WHAT YOU NEED TO DO |
Pull every line containing the word "loader" from the records.

RECORDS FOR THIS TASK |
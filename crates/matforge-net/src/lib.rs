//! Generator matrices for digital nets, built row by row with an integer
//! programming solver.
//!
//! - [`field`] and [`matrix`]: prime-field arithmetic and square matrices
//! - [`compositions`]: the row splits a property has to check
//! - [`generators`]: equidistribution properties as model rows
//! - [`program`]: the text language describing a construction
//! - [`orchestrator`]: the backtracking construction loop

pub mod compositions;
pub mod field;
pub mod generators;
pub mod matrix;
pub mod orchestrator;
pub mod program;
mod subdet;
mod tiebreak;

pub use field::{FieldArithmetic, FieldElement, FieldError, GaloisField};
pub use generators::{Generator, GeneratorError, Modifier, RowContext};
pub use matrix::{GfMatrix, MatrixError, parse_matrices, same_size};
pub use orchestrator::{Construction, ConstructionError, Orchestrator, OrchestratorConfig, retreat};
pub use program::{GeneratorFactory, Program, ProgramError, Registry};
pub use tiebreak::TieBreakSampler;
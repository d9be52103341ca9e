use super::*;
use matforge_expr::{ComparisonKind, SparseStorage};
use proptest::prelude::*;

fn demo_model<S: Storage>() -> Model<S> {
    let mut model = Model::new();
    let xs = model.add_variables("x", 2, Bounds::binary()).unwrap();
    let k = model.add_variable("k", Bounds::non_negative()).unwrap();

    let det = Expr::from_variable(xs[0]) + Expr::from_variable(xs[1]) - Expr::term(k, 2);
    model.add_constraint("DZN", det.eq_scalar(1)).unwrap();
    let x0: Expr<S> = Expr::from_variable(xs[0]);
    model.add_constraint("Z", x0.sub(&x0).eq_scalar(0)).unwrap();
    model.add_constraint("G", x0.gt_scalar(0)).unwrap();
    model
        .minimize(Expr::term(xs[0], 3).add(&Expr::term(xs[1], -1)))
        .unwrap();
    model
}

fn columns_section(mps: &str) -> Vec<&str> {
    mps.lines()
        .skip_while(|line| !line.contains("'INTORG'"))
        .skip(1)
        .take_while(|line| !line.contains("'INTEND'"))
        .collect()
}

#[test]
fn lp_document_layout() {
    let lp = demo_model::<SparseStorage>().to_lp("demo").unwrap();
    let expected = "\\ demo
Minimize
 3 x0 - 1 x1
Subject To
 DZN0: 1 x0 + 1 x1 - 2 k0 = 1
 G0: 1 x0 >= 1
Bounds
 0 <= x0 <= 1
 0 <= x1 <= 1
 0 <= k0 <= 2147483647
Generals
 x0 x1 k0
End";
    assert_eq!(lp, expected);
}

#[test]
fn mps_document_layout() {
    let mps = demo_model::<DenseStorage>().to_mps("demo").unwrap();
    let expected = "NAME          demo
ROWS
 N   COST
 E   DZN0
 G   G0
COLUMNS
    MARK0000  'MARKER'  'INTORG'
    x0        COST      3
    x0        DZN0      1
    x0        G0        1
    x1        COST      -1
    x1        DZN0      1
    k0        DZN0      -2
    MARK0000  'MARKER'  'INTEND'
RHS
    RHS1      DZN0      1
    RHS1      G0        1
BOUNDS
 UP BND1      x0        1
 UP BND1      x1        1
 UP BND1      k0        2147483647
ENDATA";
    assert_eq!(mps, expected);
}

#[test]
fn storages_export_identically() {
    let sparse = demo_model::<SparseStorage>();
    let dense = demo_model::<DenseStorage>();
    assert_eq!(sparse.to_lp("a").unwrap(), dense.to_lp("a").unwrap());
    assert_eq!(sparse.to_mps("a").unwrap(), dense.to_mps("a").unwrap());
}

#[test]
fn all_zero_rows_are_omitted() {
    let model = demo_model::<SparseStorage>();
    let lp = model.to_lp("").unwrap();
    let mps = model.to_mps("").unwrap();
    assert!(!lp.contains("Z0"));
    assert!(!mps.contains("Z0"));
    assert!(lp.starts_with("Minimize"));
}

#[test]
fn lower_rows_shift_rhs_down() {
    let mut model: Model = Model::new();
    let x = model.add_variable("x", Bounds::new(-2, 5)).unwrap();
    model
        .add_constraint("L", Expr::term(x, 2).lt_scalar(4))
        .unwrap();
    let mps = model.to_mps("m").unwrap();
    assert!(mps.contains("\n L   L0\n"));
    assert!(mps.contains("\n    RHS1      L0        3\n"));
    assert!(mps.contains("\n LO BND1      x0        -2\n"));
    assert!(!mps.contains("COST"));

    let lp = model.to_lp("m").unwrap();
    assert!(lp.contains(" L0: 2 x0 <= 3"));
    assert!(lp.contains(" 0\nSubject To"));
}

#[test]
fn long_names_abort_mps_only() {
    let mut model: Model = Model::new();
    let x = model.add_variable("overflowing", Bounds::binary()).unwrap();
    model
        .add_constraint("c", Expr::from_variable(x).le_scalar(1))
        .unwrap();
    assert_eq!(
        model.to_mps("m"),
        Err(FormatError::NameTooLong {
            name: "overflowing0".to_string(),
            limit: NAME_WIDTH,
        })
    );
    assert!(model.to_lp("m").is_ok());

    let mut model: Model = Model::new();
    let x = model.add_variable("x", Bounds::binary()).unwrap();
    model
        .add_constraint("constraint", Expr::from_variable(x).le_scalar(1))
        .unwrap();
    assert!(matches!(
        model.to_mps("m"),
        Err(FormatError::NameTooLong { .. })
    ));
}

#[test]
fn not_equal_rows_are_rejected() {
    let mut model: Model = Model::new();
    let x = model.add_variable("x", Bounds::binary()).unwrap();
    model
        .add_constraint("N", Expr::from_variable(x).ne_scalar(0))
        .unwrap();
    let expected = Err(FormatError::UnsupportedComparison {
        constraint: "N0".to_string(),
        kind: ComparisonKind::NotEqual,
    });
    assert_eq!(model.to_lp("m"), expected);
    assert_eq!(model.to_mps("m"), expected);
}

#[test]
fn trivial_not_equal_rows_are_ignored() {
    let mut model: Model = Model::new();
    model.add_variable("x", Bounds::binary()).unwrap();
    model
        .add_constraint("N", Expr::from_constant(2).ne_scalar(0))
        .unwrap();
    assert!(model.to_lp("m").is_ok());
    assert!(model.to_mps("m").is_ok());
}

proptest! {
    #[test]
    fn one_columns_line_per_nonzero_pair(
        rows in proptest::collection::vec(
            proptest::collection::vec(-3i64..=3, 4),
            0..6,
        ),
        objective in proptest::collection::vec(-2i64..=2, 4),
    ) {
        let mut model: Model = Model::new();
        let xs = model.add_variables("x", 4, Bounds::new(0, 9)).unwrap();
        let mut expected = 0usize;
        for coeffs in &rows {
            let expr: Expr = matforge_expr::linear_terms(&xs, coeffs).unwrap();
            expected += expr.terms().len();
            model.add_constraint("c", expr.le_scalar(5)).unwrap();
        }
        let objective: Expr = matforge_expr::linear_terms(&xs, &objective).unwrap();
        expected += objective.terms().len();
        model.minimize(objective).unwrap();

        let mps = model.to_mps("p").unwrap();
        prop_assert_eq!(columns_section(&mps).len(), expected);
        let emitted_rows = rows.iter().filter(|coeffs| coeffs.iter().any(|c| *c != 0)).count();
        prop_assert_eq!(mps.lines().filter(|line| line.starts_with("    RHS1")).count(), emitted_rows);
    }
}

#[test]
fn leading_negative_term_keeps_its_sign() {
    let mut model: Model = Model::new();
    let xs = model.add_variables("x", 2, Bounds::binary()).unwrap();
    model
        .add_constraint("R", Expr::term(xs[0], -2).add(&Expr::term(xs[1], -1)).ge_scalar(-3))
        .unwrap();
    let lp = model.to_lp("").unwrap();
    assert!(lp.contains(" R0: -2 x0 - 1 x1 >= -3"));
}
//! The solve boundary.

use matforge_core::Model;
use matforge_expr::Storage;

use crate::SolverError;

/// A backend able to solve a finished model.
///
/// On success the values are ordered like the model's variables, one per
/// variable. Infeasibility, timeouts and backend failures all surface as
/// `Err`.
pub trait Solver<S: Storage> {
    fn solve(&mut self, model: &Model<S>) -> Result<Vec<i64>, SolverError>;
}

impl<S: Storage, T: Solver<S> + ?Sized> Solver<S> for &mut T {
    fn solve(&mut self, model: &Model<S>) -> Result<Vec<i64>, SolverError> {
        (**self).solve(model)
    }
}

impl<S: Storage, T: Solver<S> + ?Sized> Solver<S> for Box<T> {
    fn solve(&mut self, model: &Model<S>) -> Result<Vec<i64>, SolverError> {
        (**self).solve(model)
    }
}

/// Check a returned assignment against the model it came from.
pub fn check_assignment<S: Storage>(model: &Model<S>, values: &[i64]) -> Result<(), SolverError> {
    if values.len() != model.num_variables() {
        return Err(SolverError::SolutionLength {
            expected: model.num_variables(),
            actual: values.len(),
        });
    }
    if let Some((var, value)) = model
        .variables()
        .iter()
        .zip(values)
        .find(|(var, value)| !var.bounds.contains(**value))
    {
        return Err(SolverError::InvalidAssignment {
            reason: format!("{} = {} lies outside its bounds", var.name, value),
        });
    }
    if let Some((name, _)) = model
        .constraints()
        .find(|(_, constraint)| !constraint.is_satisfied_by(values))
    {
        return Err(SolverError::InvalidAssignment {
            reason: format!("constraint {name} is violated"),
        });
    }
    Ok(())
}

#[cfg(test)]
mod tests {
    use super::*;
    use matforge_core::Bounds;
    use matforge_expr::{Expr, SparseStorage};

    struct Fixed(Vec<i64>);

    impl<S: Storage> Solver<S> for Fixed {
        fn solve(&mut self, _model: &Model<S>) -> Result<Vec<i64>, SolverError> {
            Ok(self.0.clone())
        }
    }

    fn model() -> Model<SparseStorage> {
        let mut model = Model::new();
        let xs = model.add_variables("x", 2, Bounds::new(0, 3)).unwrap();
        model
            .add_constraint(
                "c",
                Expr::from_variable(xs[0]).add(&Expr::from_variable(xs[1])).eq_scalar(3),
            )
            .unwrap();
        model
    }

    #[test]
    fn boxed_and_borrowed_solvers_delegate() {
        let mut fixed = Fixed(vec![1, 2]);
        let model = model();
        assert_eq!((&mut fixed).solve(&model), Ok(vec![1, 2]));

        let mut boxed: Box<dyn Solver<SparseStorage>> = Box::new(Fixed(vec![3, 0]));
        assert_eq!(boxed.solve(&model), Ok(vec![3, 0]));
    }

    #[test]
    fn check_assignment_reports_problems() {
        let model = model();
        assert_eq!(check_assignment(&model, &[1, 2]), Ok(()));
        assert_eq!(
            check_assignment(&model, &[1]),
            Err(SolverError::SolutionLength {
                expected: 2,
                actual: 1
            })
        );
        assert!(matches!(
            check_assignment(&model, &[4, -1]),
            Err(SolverError::InvalidAssignment { .. })
        ));
        let err = check_assignment(&model, &[1, 1]).unwrap_err();
        assert!(err.to_string().contains("c0"));
    }
}
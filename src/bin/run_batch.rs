//! Run amortization for every scenario in a CSV file
//!
//! Outputs one summary line per scenario. With `--sweep`, also re-runs each
//! scenario over a range of extra payment amounts.

use anyhow::Context;
use clap::Parser;
use loan_amortization::{
    loan::load_scenarios, loan::loader::DEFAULT_SCENARIOS_PATH, report, scenario::best_sweep_point,
    ScenarioRunner,
};
use std::fs::File;
use std::path::PathBuf;
use std::time::Instant;

#[derive(Parser, Debug)]
#[command(name = "run_batch", about = "Batch loan amortization from a scenario CSV")]
struct Args {
    /// Scenario file (ScenarioID,Principal,TermMonths,AnnualRate,ExtraPayment,PenaltyPercent)
    #[arg(long, env = "LOAN_SCENARIOS", default_value = DEFAULT_SCENARIOS_PATH)]
    input: PathBuf,

    /// Summary output file
    #[arg(long, default_value = "batch_summary.csv")]
    output: PathBuf,

    /// Extra payment amounts to sweep for each scenario
    #[arg(long, value_delimiter = ',')]
    sweep: Vec<f64>,
}

fn main() -> anyhow::Result<()> {
    env_logger::init();
    let args = Args::parse();

    let start = Instant::now();
    println!("Loading scenarios from {}...", args.input.display());

    let scenarios = load_scenarios(&args.input)
        .with_context(|| format!("Failed to load scenarios from {}", args.input.display()))?;
    println!("Loaded {} scenarios in {:?}", scenarios.len(), start.elapsed());

    let runner = ScenarioRunner::new();
    let results = runner.run_batch(&scenarios);

    let skipped = results.iter().filter(|r| r.result.is_empty()).count();
    if skipped > 0 {
        log::warn!("{} scenarios had insufficient data to amortize", skipped);
    }

    let file = File::create(&args.output)
        .with_context(|| format!("Unable to create {}", args.output.display()))?;
    report::write_batch_summary_csv(file, &results)?;
    println!("Output written to {}", args.output.display());

    if !args.sweep.is_empty() {
        for scenario in &scenarios {
            let sweep = runner.extra_payment_sweep(&scenario.params, &args.sweep);
            let path = args
                .output
                .with_file_name(format!("sweep_{}.csv", scenario.scenario_id));
            let file = File::create(&path)
                .with_context(|| format!("Unable to create {}", path.display()))?;
            report::write_sweep_csv(file, &sweep)?;

            if let Some(best) = best_sweep_point(&sweep) {
                println!(
                    "  {}: best extra payment {:.2} saves {:.2} net ({} months)",
                    scenario.scenario_id,
                    best.extra_monthly_payment,
                    best.net_savings(),
                    best.summary.months_saved
                );
            }
        }
    }

    println!("\nTotal time: {:?}", start.elapsed());
    Ok(())
}
//! Loan parameter structures and scenario loading

mod data;
pub mod loader;

pub use data::{
    LoanField, LoanParameters, LoanScenario, RawLoanInputs, DEFAULT_ANNUAL_RATE_PERCENT,
    DEFAULT_PENALTY_PERCENT, DEFAULT_PRINCIPAL, DEFAULT_TERM_MONTHS,
};
pub use loader::{load_scenarios, load_scenarios_from_reader};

ANSWER FOR THIS EXERCISE |
    loan::load_scenarios, loan::loader::DEFAULT_SCENARIOS_PATH, report, scenario::best_sweep_point,
pub mod loader;
pub use loader::{load_scenarios, load_scenarios_from_reader};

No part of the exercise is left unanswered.